Thursday, October 09, 2008

Technology is not one

JBJ over at The Salt Box offers a nice little reminder that no one technology is "the" answer. Rather, they're all tools, yeah? Technologies of possibility. Technes. Rhetorical. An excerpt:

Anyway, all of this is to say that if you give me a goal, I can tell you why I prefer one form to another. I prefer wikis to blogs for my class notes assignment, for instance, because that assignment focuses on the public, shared work of the class. The collaborative nature of wikis is good for that. In cases where I want students to develop, over the course of a period of time (a month, a semester), a perspective on a topic, or when I want them to roleplay in an interpretative game–well, a blog sounds better for those tasks, since it’s probably going to be organized chronologically. But I cannot tell you, abstractly, why one tool is always better than another.


Now that Bloglines decided the other day that it was time to clean out my feeds, I'm keeping up a little better with my subscriptions. So now maybe that will feed (yes, riffing off yellow dog) my blogging again. Goal: blog more frequently. Tool: RSS feeds.


3 comments:

comoprozac said...

Tag.

Unknown said...

I'm loving having a Ning for our class, a closed, invitation-only, Facebook-like environment on the web where we can share our concerns and questions, and no one who isn't one of us can fault us for thinking the way we do. So, my vote for best tool to use is ... well, Ning for a closed space, a wiki for a group project, a blog for a continuing conversation ... I agree that there's no one technological tool that's the answer.

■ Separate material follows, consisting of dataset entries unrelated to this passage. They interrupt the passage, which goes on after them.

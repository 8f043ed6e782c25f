//! Unique metadata along samples or properties

use crate::array::Array;
use crate::block::TensorBlock;
use crate::error::{Result, TensorMapError};
use crate::labels::{LabelRows, Labels};

use super::MetadataAxis;

/// Sorted unique values of the `names` columns along `axis`, across all
/// blocks of `tensor`.
///
/// With `gradient` set, the gradient blocks for that parameter are used
/// instead of the blocks themselves. An empty tensor, or blocks with no
/// entries along `axis`, give empty labels with the requested `names`.
///
/// # Errors
///
/// - [`TensorMapError::NoSuchGradient`] if a block lacks the requested gradient
/// - [`TensorMapError::Validation`] if a block does not have every name in
///   `names` along `axis`
///
/// # Examples
///
/// ```
/// use tenmap_core::ops::{unique_metadata, MetadataAxis};
/// use tenmap_core::{DenseArray, Labels, TensorBlock, TensorMap};
///
/// let samples = Labels::new(&["system", "atom"], vec![vec![2, 0], vec![0, 0], vec![2, 1]]).unwrap();
/// let block = TensorBlock::new(
///     DenseArray::<f64>::zeros(&[3, 1]),
///     samples,
///     Vec::<Labels>::new(),
///     Labels::range("p", 1).unwrap(),
/// ).unwrap();
/// let tensor = TensorMap::new(Labels::single(), vec![block]).unwrap();
///
/// let systems = unique_metadata(&tensor, MetadataAxis::Samples, &["system"], None).unwrap();
/// assert_eq!(systems, Labels::new(&["system"], vec![vec![0], vec![2]]).unwrap());
/// ```
pub fn unique_metadata<A: Array>(
    tensor: &crate::TensorMap<A>,
    axis: MetadataAxis,
    names: &[&str],
    gradient: Option<&str>,
) -> Result<Labels> {
    let blocks = target_blocks(tensor.blocks(), gradient)?;
    unique_from_blocks(&blocks, axis, names)
}

/// Same as [`unique_metadata`], for a single block
pub fn unique_metadata_block<A: Array>(
    block: &TensorBlock<A>,
    axis: MetadataAxis,
    names: &[&str],
    gradient: Option<&str>,
) -> Result<Labels> {
    let blocks = target_blocks(std::slice::from_ref(block), gradient)?;
    unique_from_blocks(&blocks, axis, names)
}

fn target_blocks<'a, A: Array>(
    blocks: &'a [TensorBlock<A>],
    gradient: Option<&str>,
) -> Result<Vec<&'a TensorBlock<A>>> {
    match gradient {
        None => Ok(blocks.iter().collect()),
        Some(parameter) => blocks.iter().map(|b| b.gradient(parameter)).collect(),
    }
}

pub(crate) fn axis_labels<A: Array>(block: &TensorBlock<A>, axis: MetadataAxis) -> &Labels {
    match axis {
        MetadataAxis::Samples => block.samples(),
        MetadataAxis::Properties => block.properties(),
    }
}

fn unique_from_blocks<A: Array>(
    blocks: &[&TensorBlock<A>],
    axis: MetadataAxis,
    names: &[&str],
) -> Result<Labels> {
    for block in blocks {
        let labels = axis_labels(block, axis);
        if let Some(missing) = names
            .iter()
            .find(|name| !labels.names().iter().any(|n| n == *name))
        {
            return Err(TensorMapError::validation(format!(
                "the blocks must have '{missing}' in their {axis} names, got [{}]",
                labels.names().join(", ")
            )));
        }
    }

    let mut values = Vec::new();
    for block in blocks {
        values.extend_from_slice(axis_labels(block, axis).select(names)?.values());
    }

    let unique = LabelRows::new(names, values)?.unique();
    tracing::debug!(
        axis = %axis,
        names = ?names,
        n_blocks = blocks.len(),
        n_unique = unique.len(),
        "computed unique metadata"
    );
    Ok(unique)
}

Praxis Teaching Solutions said...

Technological tools are not made for people who speak more than one language, and there are many of us: immigrants, travellers, polyglots, emerging market facilitators, people from smaller language communities … In fact, people who are not Anglo-Saxon frequently use more than one language.

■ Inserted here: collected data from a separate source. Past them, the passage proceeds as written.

//! Array capability interface and the dense backend
//!
//! Blocks never touch a concrete array library directly. They only rely on the
//! [`Array`] trait, which exposes the handful of capabilities metadata
//! operations need: shape and dtype introspection, gathering entries along an
//! axis, comparison, and a few element-wise updates used by arithmetic
//! operations.
//!
//! [`DenseArray`] binds that interface to scirs2_core's dynamic-dimension
//! ndarray, for `f32` and `f64` elements.
//!
//! # Examples
//!
//! ```
//! use tenmap_core::{Array, DType, DenseArray};
//!
//! let array = DenseArray::<f64>::from_rows(&[vec![1.0, 2.0], vec![3.0, 4.0]]).unwrap();
//! assert_eq!(array.shape(), &[2, 2]);
//! assert_eq!(array.dtype(), DType::F64);
//!
//! let second = array.select(0, &[1]).unwrap();
//! assert_eq!(second.to_vec(), vec![3.0, 4.0]);
//! ```

use std::fmt;

use scirs2_core::ndarray_ext::{ArrayD, IxDyn};
use scirs2_core::numeric::Float;

use crate::error::{Result, TensorMapError};

/// Element type of a value array
#[derive(Debug, Clone, Copy, PartialEq, Eq, Hash)]
pub enum DType {
    F32,
    F64,
}

impl DType {
    /// Human readable name of this dtype
    pub fn name(&self) -> &'static str {
        match self {
            DType::F32 => "float32",
            DType::F64 => "float64",
        }
    }
}

impl fmt::Display for DType {
    fn fmt(&self, f: &mut fmt::Formatter<'_>) -> fmt::Result {
        f.write_str(self.name())
    }
}

/// Minimal set of array capabilities used by blocks and tensor maps.
///
/// Implementations are value types: every method returns a new array and
/// never mutates `self`.
pub trait Array: Clone + fmt::Debug + PartialEq + Send + Sync + 'static {
    /// Shape of the array
    fn shape(&self) -> &[usize];

    /// Element type of the array
    fn dtype(&self) -> DType;

    /// Gather entries along `axis`. Indices may repeat and may come in any
    /// order; an empty list produces a zero-length axis.
    fn select(&self, axis: usize, indices: &[usize]) -> Result<Self>;

    /// Create a new array filled with zeros, with the same dtype as `self`
    fn zeros(&self, shape: &[usize]) -> Self;

    /// Approximate equality, `false` if shapes differ
    fn allclose(&self, other: &Self, rtol: f64, atol: f64) -> bool;

    /// Element-wise sum of two arrays with the same shape
    fn add(&self, other: &Self) -> Result<Self>;

    fn add_scalar(&self, value: f64) -> Self;

    fn mul_scalar(&self, value: f64) -> Self;
}

/// Floating point element types supported by [`DenseArray`]
pub trait Element: Float + fmt::Debug + Send + Sync + 'static {
    const DTYPE: DType;

    /// Widen to `f64`
    fn widen(self) -> f64;

    /// Narrow from `f64`
    fn narrow(value: f64) -> Self;
}

impl Element for f32 {
    const DTYPE: DType = DType::F32;

    fn widen(self) -> f64 {
        f64::from(self)
    }

    fn narrow(value: f64) -> Self {
        value as f32
    }
}

impl Element for f64 {
    const DTYPE: DType = DType::F64;

    fn widen(self) -> f64 {
        self
    }

    fn narrow(value: f64) -> Self {
        value
    }
}

/// Dense N-dimensional array backed by scirs2_core's ndarray
#[derive(Clone, Debug, PartialEq)]
pub struct DenseArray<T> {
    data: ArrayD<T>,
}

impl<T: Element> DenseArray<T> {
    /// Wrap an existing dynamic-dimension array
    pub fn from_array(data: ArrayD<T>) -> Self {
        Self { data }
    }

    /// Create an array from row-major data and a shape
    ///
    /// Fails with [`TensorMapError::Validation`] if the number of elements
    /// described by `shape` overflows `usize`.
    pub fn from_shape_vec(shape: &[usize], data: Vec<T>) -> Result<Self> {
        let expected = shape
            .iter()
            .try_fold(1usize, |acc, &s| acc.checked_mul(s))
            .ok_or_else(|| {
                TensorMapError::validation(format!("array shape {shape:?} is too large"))
            })?;
        if expected != data.len() {
            return Err(TensorMapError::LengthMismatch {
                what: "array elements",
                expected,
                actual: data.len(),
            });
        }

        let data = ArrayD::from_shape_vec(IxDyn(shape), data)
            .map_err(|e| TensorMapError::validation(format!("invalid array shape: {e}")))?;
        Ok(Self { data })
    }

    /// Create a 2-dimensional array from nested rows
    ///
    /// All rows must have the same length. An empty slice creates a `(0, 0)`
    /// array.
    pub fn from_rows(rows: &[Vec<T>]) -> Result<Self> {
        let n_columns = rows.first().map_or(0, Vec::len);
        let mut data = Vec::with_capacity(rows.len() * n_columns);
        for (i, row) in rows.iter().enumerate() {
            if row.len() != n_columns {
                return Err(TensorMapError::shape_mismatch(
                    format!("row {i}"),
                    n_columns,
                    row.len(),
                ));
            }
            data.extend_from_slice(row);
        }
        Self::from_shape_vec(&[rows.len(), n_columns], data)
    }

    pub fn zeros(shape: &[usize]) -> Self {
        Self {
            data: ArrayD::from_elem(IxDyn(shape), T::zero()),
        }
    }

    pub fn from_elem(shape: &[usize], value: T) -> Self {
        Self {
            data: ArrayD::from_elem(IxDyn(shape), value),
        }
    }

    /// Random values uniformly distributed in `[low, high)`
    ///
    /// Uses scirs2_core::random for the RNG.
    pub fn random_uniform(shape: &[usize], low: f64, high: f64) -> Self {
        use scirs2_core::random::quick::random_f64;

        let total: usize = shape.iter().product();
        let range = high - low;
        let data = (0..total)
            .map(|_| T::narrow(low + random_f64() * range))
            .collect::<Vec<_>>();

        let data = ArrayD::from_shape_vec(IxDyn(shape), data)
            .unwrap_or_else(|_| ArrayD::from_elem(IxDyn(shape), T::zero()));
        Self { data }
    }

    pub fn as_array(&self) -> &ArrayD<T> {
        &self.data
    }

    pub fn into_array(self) -> ArrayD<T> {
        self.data
    }

    /// Copy the values in row-major (logical) order
    pub fn to_vec(&self) -> Vec<T> {
        self.data.iter().copied().collect()
    }

    pub fn len(&self) -> usize {
        self.data.len()
    }

    pub fn is_empty(&self) -> bool {
        self.data.is_empty()
    }

    fn map(&self, f: impl Fn(T) -> T) -> Self {
        Self {
            data: self.data.mapv(f),
        }
    }
}

impl<T: Element> Array for DenseArray<T> {
    fn shape(&self) -> &[usize] {
        self.data.shape()
    }

    fn dtype(&self) -> DType {
        T::DTYPE
    }

    fn select(&self, axis: usize, indices: &[usize]) -> Result<Self> {
        let shape = self.data.shape();
        if axis >= shape.len() {
            return Err(TensorMapError::IndexOutOfRange {
                index: axis,
                len: shape.len(),
                what: "array axes",
            });
        }

        let axis_len = shape[axis];
        if let Some(&bad) = indices.iter().find(|&&i| i >= axis_len) {
            return Err(TensorMapError::IndexOutOfRange {
                index: bad,
                len: axis_len,
                what: "entries along the selected axis",
            });
        }

        let outer: usize = shape[..axis].iter().product();
        let inner: usize = shape[axis + 1..].iter().product();
        let flat = self.to_vec();

        let mut data = Vec::with_capacity(outer * indices.len() * inner);
        for o in 0..outer {
            for &i in indices {
                let start = (o * axis_len + i) * inner;
                data.extend_from_slice(&flat[start..start + inner]);
            }
        }

        let mut new_shape = shape.to_vec();
        new_shape[axis] = indices.len();
        Self::from_shape_vec(&new_shape, data)
    }

    fn zeros(&self, shape: &[usize]) -> Self {
        DenseArray::zeros(shape)
    }

    fn allclose(&self, other: &Self, rtol: f64, atol: f64) -> bool {
        if self.shape() != other.shape() {
            return false;
        }

        self.data.iter().zip(other.data.iter()).all(|(&a, &b)| {
            let (a, b) = (a.widen(), b.widen());
            (a - b).abs() <= atol + rtol * b.abs()
        })
    }

    fn add(&self, other: &Self) -> Result<Self> {
        if self.shape() != other.shape() {
            let axis = self
                .shape()
                .iter()
                .zip(other.shape())
                .position(|(a, b)| a != b)
                .unwrap_or(0);
            return Err(TensorMapError::shape_mismatch(
                format!("array axis {axis} (shapes {:?} and {:?})", self.shape(), other.shape()),
                self.shape().get(axis).copied().unwrap_or(0),
                other.shape().get(axis).copied().unwrap_or(0),
            ));
        }

        let data = self
            .data
            .iter()
            .zip(other.data.iter())
            .map(|(&a, &b)| a + b)
            .collect::<Vec<_>>();
        Self::from_shape_vec(self.shape(), data)
    }

    fn add_scalar(&self, value: f64) -> Self {
        let value = T::narrow(value);
        self.map(|x| x + value)
    }

    fn mul_scalar(&self, value: f64) -> Self {
        let value = T::narrow(value);
        self.map(|x| x * value)
    }
}

#[cfg(test)]
mod tests {
    use super::*;

    fn arange(shape: &[usize]) -> DenseArray<f64> {
        let total: usize = shape.iter().product();
        DenseArray::from_shape_vec(shape, (0..total).map(|x| x as f64).collect()).unwrap()
    }

    #[test]
    fn test_dtype() {
        assert_eq!(DenseArray::<f32>::zeros(&[2]).dtype(), DType::F32);
        assert_eq!(DenseArray::<f64>::zeros(&[2]).dtype(), DType::F64);
        assert_eq!(DType::F64.to_string(), "float64");
    }

    #[test]
    fn test_from_shape_vec_length_mismatch() {
        let result = DenseArray::<f64>::from_shape_vec(&[2, 3], vec![0.0; 5]);
        assert!(matches!(
            result,
            Err(TensorMapError::LengthMismatch {
                expected: 6,
                actual: 5,
                ..
            })
        ));
    }

    #[test]
    fn test_from_shape_vec_overflow() {
        let result = DenseArray::<f64>::from_shape_vec(&[usize::MAX, 2], vec![]);
        assert!(matches!(result, Err(TensorMapError::Validation(_))));
    }

    #[test]
    fn test_from_rows_ragged() {
        let result = DenseArray::<f64>::from_rows(&[vec![1.0, 2.0], vec![3.0]]);
        assert!(matches!(result, Err(TensorMapError::ShapeMismatch { .. })));
    }

    #[test]
    fn test_select_first_axis() {
        let array = arange(&[3, 2]);
        let selected = array.select(0, &[2, 0, 2]).unwrap();
        assert_eq!(selected.shape(), &[3, 2]);
        assert_eq!(selected.to_vec(), vec![4.0, 5.0, 0.0, 1.0, 4.0, 5.0]);
    }

    #[test]
    fn test_select_last_axis() {
        let array = arange(&[2, 2, 3]);
        let selected = array.select(2, &[1]).unwrap();
        assert_eq!(selected.shape(), &[2, 2, 1]);
        assert_eq!(selected.to_vec(), vec![1.0, 4.0, 7.0, 10.0]);
    }

    #[test]
    fn test_select_empty() {
        let array = arange(&[3, 2]);
        let selected = array.select(0, &[]).unwrap();
        assert_eq!(selected.shape(), &[0, 2]);
        assert!(selected.is_empty());
    }

    #[test]
    fn test_select_out_of_range() {
        let array = arange(&[3, 2]);
        assert!(array.select(0, &[3]).is_err());
        assert!(array.select(2, &[0]).is_err());
    }

    #[test]
    fn test_arithmetic() {
        let array = arange(&[2, 2]);
        let doubled = array.add(&array).unwrap();
        assert_eq!(doubled, array.mul_scalar(2.0));
        assert_eq!(array.add_scalar(1.0).to_vec(), vec![1.0, 2.0, 3.0, 4.0]);

        let other = arange(&[4, 1]);
        assert!(array.add(&other).is_err());
    }

    #[test]
    fn test_allclose() {
        let a = arange(&[2, 2]);
        let b = a.add_scalar(1e-12);
        assert!(a.allclose(&b, 1e-9, 1e-9));
        assert!(!a.allclose(&a.add_scalar(1.0), 1e-9, 1e-9));
        assert!(!a.allclose(&arange(&[4]), 1e-9, 1e-9));
    }

    #[test]
    fn test_random_uniform_range() {
        let array = DenseArray::<f32>::random_uniform(&[4, 5], -1.0, 1.0);
        assert_eq!(array.shape(), &[4, 5]);
        assert!(array.to_vec().iter().all(|&x| (-1.0..1.0).contains(&x)));
    }
}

But technology is not made for us.

Although computers have operating systems in many languages, once you have chosen one of them you are completely locked in: support in any other language means going through complicated menus that are usually not immediately reachable and that have way too many options (e.g. every time I change my spell check language I have to select between ALL languages, not just between those that I actually speak); key widgets are available in the main OS language only (try installing an English language Apple dictionary/thesaurus on your Mac, while also installing an Italian and a Dutch one); going through user forums; or relying on the web.